Paolo Giuseppe Antonio Enrico Gorini was born in Pavia, on January 28th 1813. Son of Giovanni Gorini, a university math professor, and of Martina Pelloli, from Lodi, the scientist tells us about his childhood and first studies in first person, in his Autobiografia (Rome, 1881):
I was born in the Gallarati House, located in Contrada del Gesù, almost opposite the church and on the corner of Contrada S.Agostino [...]. On my fifth year I left the House to move with my family in the former monastery of S.Francesco di Pàola, situated in the square of the Collegio Ghislieri, and there was my home for the whole time that was given to me to live in my hometown. I spent three years of my youth in the boarding school of S.Salvatore, just outside the gate that back then was called Borgoratto. There I spent the first three years of Ginnasio from November 1820 to September 1823. Then, after going back to my family, I attended the fourth and fifth year of Ginnasio in the public school of Canepanuova.

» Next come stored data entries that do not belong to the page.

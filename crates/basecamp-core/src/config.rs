use crate::{Error, Result};
use serde::{Deserialize, Serialize};
use std::path::Path;

pub const DEFAULT_PROFILE: &str = "Default";

/// Account and browser profile chosen during setup
#[derive(Debug, Clone, PartialEq, Eq, Serialize, Deserialize)]
pub struct Config {
    pub account_id: String,
    #[serde(default = "default_profile")]
    pub profile_name: String,
}

fn default_profile() -> String {
    DEFAULT_PROFILE.to_string()
}

impl Config {
    /// Build a config, falling back to the default profile when none is given.
    ///
    /// Both fields are trimmed. An empty account ID is rejected.
    pub fn new(account_id: &str, profile_name: &str) -> Result<Self> {
        let profile_name = match profile_name.trim() {
            "" => DEFAULT_PROFILE,
            name => name,
        };

        let config = Self {
            account_id: account_id.trim().to_string(),
            profile_name: profile_name.to_string(),
        };
        config.validate()?;
        Ok(config)
    }

    pub fn validate(&self) -> Result<()> {
        if self.account_id.is_empty() {
            return Err(Error::Config("Account ID is required".to_string()));
        }
        if self.profile_name.is_empty() {
            return Err(Error::Config("Profile name must not be empty".to_string()));
        }
        Ok(())
    }

    /// Read and validate a config file
    pub fn load(path: &Path) -> Result<Self> {
        tracing::debug!("Reading config from: {}", path.display());

        let content = std::fs::read_to_string(path)
            .map_err(|e| Error::Config(format!("{}: {}", path.display(), e)))?;
        let config: Config = serde_json::from_str(&content)
            .map_err(|e| Error::Config(format!("{}: {}", path.display(), e)))?;
        config.validate()?;

        Ok(config)
    }

    /// Write the config as pretty JSON, creating parent directories as needed
    pub fn save(&self, path: &Path) -> Result<()> {
        if let Some(parent) = path.parent() {
            std::fs::create_dir_all(parent)?;
        }

        let json = serde_json::to_string_pretty(self)?;
        std::fs::write(path, json)?;

        tracing::info!("Saved configuration to {}", path.display());
        Ok(())
    }
}

#[cfg(test)]
mod tests {
    use super::*;

    #[test]
    fn test_save_then_load_preserves_fields() {
        let dir = tempfile::tempdir().unwrap();
        let path = dir.path().join("nested").join("data.json");

        let config = Config::new("4123456", "Profile 1").unwrap();
        config.save(&path).unwrap();

        let loaded = Config::load(&path).unwrap();
        assert_eq!(loaded, config);
        assert_eq!(loaded.account_id, "4123456");
        assert_eq!(loaded.profile_name, "Profile 1");
    }

    #[test]
    fn test_blank_profile_defaults() {
        let config = Config::new("99", "  ").unwrap();
        assert_eq!(config.profile_name, "Default");
    }

    #[test]
    fn test_missing_account_rejected() {
        let err = Config::new("", "Default").unwrap_err();
        assert!(matches!(err, Error::Config(_)));
    }

    #[test]
    fn test_load_missing_profile_field_uses_default() {
        let dir = tempfile::tempdir().unwrap();
        let path = dir.path().join("data.json");
        std::fs::write(&path, r#"{"account_id": "42"}"#).unwrap();

        let loaded = Config::load(&path).unwrap();
        assert_eq!(loaded.profile_name, "Default");
    }

    #[test]
    fn test_load_errors_are_config_errors() {
        let dir = tempfile::tempdir().unwrap();
        let missing = dir.path().join("nope.json");
        assert!(matches!(Config::load(&missing), Err(Error::Config(_))));

        let garbage = dir.path().join("bad.json");
        std::fs::write(&garbage, "not json").unwrap();
        assert!(matches!(Config::load(&garbage), Err(Error::Config(_))));

        let empty_id = dir.path().join("empty.json");
        std::fs::write(&empty_id, r#"{"account_id": "", "profile_name": "Default"}"#).unwrap();
        assert!(matches!(Config::load(&empty_id), Err(Error::Config(_))));
    }

    #[test]
    fn test_saved_file_uses_snake_case_keys() {
        let dir = tempfile::tempdir().unwrap();
        let path = dir.path().join("data.json");
        Config::new("7", "Work").unwrap().save(&path).unwrap();

        let raw = std::fs::read_to_string(&path).unwrap();
        assert!(raw.contains("\"account_id\": \"7\""));
        assert!(raw.contains("\"profile_name\": \"Work\""));
    }
}
use std::collections::BTreeMap;
use std::fmt;
use std::str::FromStr;

use serde::de::DeserializeOwned;
use serde::{Deserialize, Serialize};

use crate::error::{CodecError, CodecResult};

/// The encoded fields of one entity, keyed by full field key.
///
/// Values are opaque bytes produced by each field's codec in the record's
/// format. Lookup is always by key, never by position.
pub type Record = BTreeMap<String, Vec<u8>>;

/// Wire format for values and records.
#[derive(Clone, Copy, Debug, Default, PartialEq, Eq, Hash, Serialize, Deserialize)]
#[serde(rename_all = "lowercase")]
pub enum DataFormat {
    /// Human-readable JSON. Records are JSON objects.
    #[default]
    Json,
    /// Compact bincode.
    Binary,
}

impl DataFormat {
    pub fn name(&self) -> &'static str {
        match self {
            Self::Json => "json",
            Self::Binary => "binary",
        }
    }

    /// Encode a single serde value.
    pub fn encode_value<T: Serialize + ?Sized>(&self, value: &T) -> CodecResult<Vec<u8>> {
        match self {
            Self::Json => Ok(serde_json::to_vec(value)?),
            Self::Binary => Ok(bincode::serialize(value)?),
        }
    }

    /// Decode a single serde value.
    pub fn decode_value<T: DeserializeOwned>(&self, bytes: &[u8]) -> CodecResult<T> {
        match self {
            Self::Json => Ok(serde_json::from_slice(bytes)?),
            Self::Binary => Ok(bincode::deserialize(bytes)?),
        }
    }

    /// Frame a whole record.
    ///
    /// In JSON every value must itself be JSON; it is embedded as a nested
    /// value so the stored file stays readable.
    pub fn encode_record(&self, record: &Record) -> CodecResult<Vec<u8>> {
        match self {
            Self::Json => {
                let mut object = serde_json::Map::with_capacity(record.len());
                for (key, bytes) in record {
                    let value: serde_json::Value = serde_json::from_slice(bytes).map_err(|e| {
                        CodecError::Malformed(format!("field {key} is not json: {e}"))
                    })?;
                    object.insert(key.clone(), value);
                }
                Ok(serde_json::to_vec_pretty(&serde_json::Value::Object(object))?)
            }
            Self::Binary => Ok(bincode::serialize(record)?),
        }
    }

    /// Parse a record. Empty input is an empty record.
    pub fn decode_record(&self, bytes: &[u8]) -> CodecResult<Record> {
        if bytes.is_empty() {
            return Ok(Record::new());
        }
        match self {
            Self::Json => {
                let value: serde_json::Value = serde_json::from_slice(bytes)?;
                let serde_json::Value::Object(object) = value else {
                    return Err(CodecError::Malformed("record is not a json object".into()));
                };
                let mut record = Record::new();
                for (key, value) in object {
                    record.insert(key, serde_json::to_vec(&value)?);
                }
                Ok(record)
            }
            Self::Binary => Ok(bincode::deserialize(bytes)?),
        }
    }
}

impl fmt::Display for DataFormat {
    fn fmt(&self, f: &mut fmt::Formatter<'_>) -> fmt::Result {
        f.write_str(self.name())
    }
}

impl FromStr for DataFormat {
    type Err = CodecError;

    fn from_str(s: &str) -> Result<Self, Self::Err> {
        match s.to_ascii_lowercase().as_str() {
            "json" => Ok(Self::Json),
            "binary" | "bin" => Ok(Self::Binary),
            other => Err(CodecError::Malformed(format!("unknown data format: {other}"))),
        }
    }
}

Considering the pastimes I used to indulge in, it would have been easy to tell the sort of preferred occupations to which I would dedicate my life.
The less I took advantage of the education given to me in Ginnasio, the more I treasured the one taught to me, without pedantry or prejudices, by my private teacher Alessandro Scannini; the same man killed by Austrian brutality and accused of being one of the instigators of the riot of Milan of February 6th 1853.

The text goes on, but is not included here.